そして昨年12月には、「AI彼女制作勉強会」を行った。AIのソフトを使って自分だけのAI彼女が作れるこのイベントには、募集定員を超える15人が集まったという。そのうちのほぼ全員が、後日行われる、通常の選考に応募したそうだ。
「コンテストだとハードルが高いですが、勉強会なら、文系の学生さんも足を運びやすいのだと思います」(金子氏)。3年生の早い段階では、選考に臨む自信がない学生が多く、「採用」という名称だと敬遠されることが多い。しかし、イベントや勉強会であれば、気軽に参加でき、足を運ぶ学生は多くなるという。
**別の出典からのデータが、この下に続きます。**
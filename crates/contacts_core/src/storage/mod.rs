//! Backing-file storage for the contact store.
//!
//! # Responsibility
//! - Read and write the JSON array that holds every contact.
//! - Classify storage failures into read, corrupt, malformed and write errors.
//!
//! # Invariants
//! - A missing backing file is an empty store, never an error.
//! - Writes replace the backing file via temp-file + rename; a failed write
//!   leaves the previous file content in place.

use crate::model::contact::MalformedRecordError;
use std::error::Error;
use std::fmt::{Display, Formatter};
use std::io;
use std::path::PathBuf;

mod json_file;

pub use json_file::{load_contacts, write_contacts};

/// Default backing file name, resolved against the working directory.
pub const DEFAULT_STORE_FILE_NAME: &str = "contacts.json";

pub type StoreResult<T> = Result<T, StoreError>;

#[derive(Debug)]
pub enum StoreError {
    /// The backing file exists but could not be read.
    StorageRead { path: PathBuf, source: io::Error },
    /// The backing file is not a JSON array of objects.
    CorruptStore {
        path: PathBuf,
        source: serde_json::Error,
    },
    /// One array element could not be turned into a contact.
    MalformedRecord {
        index: usize,
        source: MalformedRecordError,
    },
    /// Persisting the in-memory contacts failed; the file is stale.
    StorageWrite { path: PathBuf, source: io::Error },
}

impl Display for StoreError {
    fn fmt(&self, f: &mut Formatter<'_>) -> std::fmt::Result {
        match self {
            Self::StorageRead { path, source } => {
                write!(f, "failed to read `{}`: {source}", path.display())
            }
            Self::CorruptStore { path, source } => write!(
                f,
                "contact file `{}` is corrupt and was left untouched: {source}",
                path.display()
            ),
            Self::MalformedRecord { index, source } => {
                write!(f, "malformed contact at position {index}: {source}")
            }
            Self::StorageWrite { path, source } => {
                write!(f, "failed to write `{}`: {source}", path.display())
            }
        }
    }
}

impl Error for StoreError {
    fn source(&self) -> Option<&(dyn Error + 'static)> {
        match self {
            Self::StorageRead { source, .. } => Some(source),
            Self::CorruptStore { source, .. } => Some(source),
            Self::MalformedRecord { source, .. } => Some(source),
            Self::StorageWrite { source, .. } => Some(source),
        }
    }
}

impl StoreError {
    /// Stable short code used in log lines and shell output.
    pub fn code(&self) -> &'static str {
        match self {
            Self::StorageRead { .. } => "storage_read_failed",
            Self::CorruptStore { .. } => "corrupt_store",
            Self::MalformedRecord { .. } => "malformed_record",
            Self::StorageWrite { .. } => "storage_write_failed",
        }
    }
}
こうした奇抜なキャンペーンが、新卒採用につながるのだろうかと、疑問を抱く人は多いと思うが、成果はしっかりと出ている。
テクノモバイルの2019年卒の採用では、30人の採用を目標にしたところ、それを上回る32人を採用することができた。しかも、例年は8月前後まで採用活動を行っているが、今期はそれよりも2~3カ月前に打ち切ったという。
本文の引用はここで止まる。